Fluorocarbon plastics are used in all aircraft as insulation on wires in radios and other electronic equipment as corrosion-resistant coatings. They are chemically inert at ordinary temperatures but decompose at high temperatures. In aircraft, they pose a problem only when a fire occurs. At about 662 degrees Fahrenheit, fluorine gas is released. It reacts with moisture to form hydrogen fluoride, a highly corrosive acid. Above 700 degrees Fahrenheit, a small quantity of highly toxic perflouroisobutylene is also released. Rapid, uncontrolled burning of fluorocarbon plastics yields more toxic products than does controlled thermal decomposition. If a fire occurs in an aircraft, aircrew members must wear oxygen masks to protect themselves against the fumes from fluorocarbon plastics. These agents are very irritating to the eyes, nose, and respiratory tract.

oxygen contamination

The experience of perceived oxygen contamination affects the performance of aircrews who routinely fly high-altitude profiles. Aviators have often reported objectionable odours in oxygen-breathing systems using compressed gaseous oxygen. While not present in toxic concentrations, these odours can produce nausea and perhaps vomiting. In situations other than accidental or gross contamination, the analysis of oxygen has indicated the presence of small amounts of a number of contaminants. These include water vapour, methane, carbon dioxide, acetylene, ethylene, nitrous oxide, and traces of hydrocarbons as well as unidentified contaminants. Complaints of oxygen-tank odours also have been attributed to the solvent trichlorethylene, which has, in the past, been used in cleaning the cylinders. The contaminants, either singly or in combination, never seem to reach concentration levels that are toxic to humans. Often the odours are neither offensive nor disagreeable, as indicated by such descriptive terms as stale, sweet, cool, fresh, pleasant, and unpleasant. Distinct symptoms that have been reported are headache, sickness, nausea, vomiting, and in some instances, disorientation. However, the usual problem with perceived oxygen contamination is most often psychological rather than physiological. During flight, aviators can become more concerned and apprehensive about their oxygen-breathing source. This preoccupation could lead to stress-induced hyperventilation or loss of situational awareness. If pilots are concerned about this issue, they should land as soon as practical to evaluate the oxygen equipment.

protective measures

Key points to remember are—

  • Be acutely aware of the potential toxic hazards in the aviation environment and the lethality associated with them at flight altitudes.

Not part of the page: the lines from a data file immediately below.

//! Inbound unsubscribe application
//!
//! An external reader watches the inbound mailbox and periodically supplies
//! detected opt-out requests. The engine's only obligation is to turn each
//! one into a global suppression.

use chrono::{DateTime, Utc};
use herald_common::EmailAddress;
use herald_state::{StateStore, SuppressionScope};
use tracing::info;

use crate::gate::ComplianceGate;

/// One detected opt-out request from the inbound side.
#[derive(Debug, Clone)]
pub struct UnsubscribeEvent {
    pub email: EmailAddress,
    pub detected_at: DateTime<Utc>,
    pub source_message_id: String,
}

/// Apply a batch of detected unsubscribes as global suppressions.
///
/// Returns how many were newly added (already-suppressed addresses are
/// idempotent no-ops).
///
/// # Errors
///
/// Returns an error if the suppression registry cannot be persisted.
pub fn apply_unsubscribes(
    gate: &ComplianceGate,
    store: &mut StateStore,
    events: impl IntoIterator<Item = UnsubscribeEvent>,
) -> herald_state::Result<usize> {
    let mut added = 0;

    for event in events {
        let source = format!("inbound-reply:{}", event.source_message_id);
        if gate.add_suppression(
            store,
            event.email,
            SuppressionScope::Global,
            "unsubscribe-reply",
            source,
            event.detected_at,
        )? {
            added += 1;
        }
    }

    if added > 0 {
        info!(added, "Applied inbound unsubscribes");
    }
    Ok(added)
}
//! Whole-engine runs against a temporary installation.

use std::{fs, path::Path, sync::Arc};

use herald::{Engine, EngineConfig};
use herald_delivery::FileOutboxTransport;
use tokio::sync::broadcast;

fn write(root: &Path, rel: &str, content: &str) {
    let path = root.join(rel);
    fs::create_dir_all(path.parent().unwrap()).unwrap();
    fs::write(path, content).unwrap();
}

fn config_for(root: &Path) -> EngineConfig {
    let toml = format!(
        r#"
[paths]
campaigns_dir = "{root}/campaigns"
contacts_dir = "{root}/contacts"
tracking_dir = "{root}/tracking"
outbox_dir = "{root}/outbox"

[policy]
daily_limit = 50
per_domain_limit = 5
min_delay_secs = 0

[sender]
from_name = "Test Outreach"
opt_out_base_url = "https://outreach.example.org/opt-out"
"#,
        root = root.display()
    );
    toml::from_str(&toml).unwrap()
}

fn engine_for(root: &Path) -> Engine {
    Engine::new(
        config_for(root),
        Arc::new(FileOutboxTransport::new(root.join("outbox"))),
    )
}

#[tokio::test]
async fn test_full_run_sends_and_archives() {
    let dir = tempfile::tempdir().unwrap();
    let root = dir.path();

    write(root, "campaigns/retail/spring.txt", "Dear {{name}},\nSpring is here.");
    write(
        root,
        "contacts/retail/contacts.csv",
        "email,name\na@one.org,Ana\nb@two.org,Ben\n",
    );

    let (shutdown, _) = broadcast::channel(1);
    let summary = engine_for(root).run(&shutdown).await.unwrap();

    assert_eq!(summary.discovered, 1);
    assert_eq!(summary.sent, 2);
    assert_eq!(summary.failed, 0);
    assert_eq!(summary.campaigns.len(), 1);

    // Messages landed in the outbox with the rendered body and footer.
    let outbox: Vec<_> = fs::read_dir(root.join("outbox")).unwrap().collect();
    assert_eq!(outbox.len(), 2);
    let first = fs::read_to_string(outbox[0].as_ref().unwrap().path()).unwrap();
    assert!(first.contains("Dear Ana,") || first.contains("Dear Ben,"));
    assert!(first.contains("https://outreach.example.org/opt-out?email="));

    // The consumed source was archived and replaced with a placeholder.
    assert_eq!(
        fs::read_to_string(root.join("contacts/retail/contacts.csv")).unwrap(),
        ""
    );

    // A per-campaign record exists under the tracking root.
    let record_dir = root.join("tracking/retail/campaigns");
    assert_eq!(fs::read_dir(&record_dir).unwrap().count(), 1);

    // Rate state reflects both sends.
    assert_eq!(summary.stats.sent_today, 2);
    assert_eq!(summary.stats.remaining_today, 48);
}

#[tokio::test]
async fn test_second_run_has_nothing_to_send() {
    let dir = tempfile::tempdir().unwrap();
    let root = dir.path();

    write(root, "campaigns/retail/spring.txt", "Hello {{name}}");
    write(root, "contacts/retail/contacts.csv", "email\na@one.org\n");

    let (shutdown, _) = broadcast::channel(1);
    let first = engine_for(root).run(&shutdown).await.unwrap();
    assert_eq!(first.sent, 1);

    // The archival left an empty placeholder, so a restarted run resolves
    // zero recipients and skips rather than re-sending.
    let second = engine_for(root).run(&shutdown).await.unwrap();
    assert_eq!(second.sent, 0);
    assert_eq!(second.campaigns.len(), 1);
    assert_eq!(second.campaigns[0].sent, 0);
}

#[tokio::test]
async fn test_future_campaign_deferred() {
    let dir = tempfile::tempdir().unwrap();
    let root = dir.path();

    write(root, "campaigns/retail/later.txt", "Later");
    write(
        root,
        "campaigns/retail/later.toml",
        "mode = \"scheduled\"\ndate = \"2199-01-01\"\n",
    );
    write(root, "contacts/retail/contacts.csv", "email\na@one.org\n");

    let (shutdown, _) = broadcast::channel(1);
    let summary = engine_for(root).run(&shutdown).await.unwrap();

    assert_eq!(summary.deferred, 1);
    assert_eq!(summary.sent, 0);
    assert!(summary.campaigns.is_empty());

    // Nothing consumed: the contacts file is untouched.
    assert_eq!(
        fs::read_to_string(root.join("contacts/retail/contacts.csv")).unwrap(),
        "email\na@one.org\n"
    );
}

#[tokio::test]
async fn test_overdue_campaign_skipped_under_skip_policy() {
    let dir = tempfile::tempdir().unwrap();
    let root = dir.path();

    write(root, "campaigns/retail/old.txt", "Old news");
    write(
        root,
        "campaigns/retail/old.toml",
        "mode = \"scheduled\"\ndate = \"2020-01-01\"\n",
    );
    write(root, "contacts/retail/contacts.csv", "email\na@one.org\n");

    let mut config = config_for(root);
    config.catalog.overdue = herald_catalog::OverduePolicy::Skip;
    let engine = Engine::new(
        config,
        Arc::new(FileOutboxTransport::new(root.join("outbox"))),
    );

    let (shutdown, _) = broadcast::channel(1);
    let summary = engine.run(&shutdown).await.unwrap();

    assert_eq!(summary.stale, 1);
    assert_eq!(summary.sent, 0);
}

#[tokio::test]
async fn test_overdue_campaign_caught_up_by_default() {
    let dir = tempfile::tempdir().unwrap();
    let root = dir.path();

    write(root, "campaigns/retail/old.txt", "Old news {{name}}");
    write(
        root,
        "campaigns/retail/old.toml",
        "mode = \"scheduled\"\ndate = \"2020-01-01\"\n",
    );
    write(root, "contacts/retail/contacts.csv", "email,name\na@one.org,Ana\n");

    let (shutdown, _) = broadcast::channel(1);
    let summary = engine_for(root).run(&shutdown).await.unwrap();

    assert_eq!(summary.stale, 0);
    assert_eq!(summary.sent, 1);
}

#[tokio::test]
async fn test_missing_campaign_root_is_fatal() {
    let dir = tempfile::tempdir().unwrap();
    let (shutdown, _) = broadcast::channel(1);

    let result = engine_for(&dir.path().join("nowhere")).run(&shutdown).await;
    assert!(result.is_err());
}

#[tokio::test]
async fn test_missing_contacts_dir_skips_campaign() {
    let dir = tempfile::tempdir().unwrap();
    let root = dir.path();

    write(root, "campaigns/retail/spring.txt", "Hello");
    // No contacts/retail at all.

    let (shutdown, _) = broadcast::channel(1);
    let summary = engine_for(root).run(&shutdown).await.unwrap();

    assert_eq!(summary.campaigns.len(), 1);
    assert_eq!(summary.campaigns[0].sent, 0);
    assert_eq!(
        summary.campaigns[0].status,
        herald_catalog::CampaignStatus::Skipped
    );
}

#[tokio::test]
async fn test_daily_cap_enforced_across_campaigns() {
    let dir = tempfile::tempdir().unwrap();
    let root = dir.path();

    write(root, "campaigns/a/first.txt", "First");
    write(root, "campaigns/b/second.txt", "Second");
    write(root, "contacts/a/contacts.csv", "email\na1@one.org\na2@two.org\n");
    write(root, "contacts/b/contacts.csv", "email\nb1@three.org\nb2@four.org\n");

    let mut config = config_for(root);
    config.policy.daily_limit = 3;
    let engine = Engine::new(
        config,
        Arc::new(FileOutboxTransport::new(root.join("outbox"))),
    );

    let (shutdown, _) = broadcast::channel(1);
    let summary = engine.run(&shutdown).await.unwrap();

    // The cap spans the whole day, not one campaign.
    assert_eq!(summary.sent, 3);
    assert_eq!(summary.skipped, 1);
    assert_eq!(summary.stats.remaining_today, 0);
}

  • In the working environment, use appropriate personal protective equipment to protect yourself from inhalation, absorption, and ingestion of toxic agents.

  • Always work in well-ventilated areas when using toxic materials.

  • Periodically analyze your own processes. If you perceive that they are not normal or if you have a strong urge to go to sleep or feel dizzy or unusual in any way, you may be experiencing the subtle onset of an incapacitating toxic exposure.

  • Pay strict attention to physical symptoms such as a headache, burning eyes, choking, nausea, or reddened patches of skin, which may indicate a toxic exposure.

  • Most importantly, remember that your immediate action measures—such as rapid ventilation of the cockpit, descending from high altitudes, or landing the aircraft as soon as possible and evacuating the aircraft—can alleviate a disaster.

  • Last, even if you land safely but suspect that you have been exposed to a toxic hazard, consult your flight surgeon or another physician as soon as possible.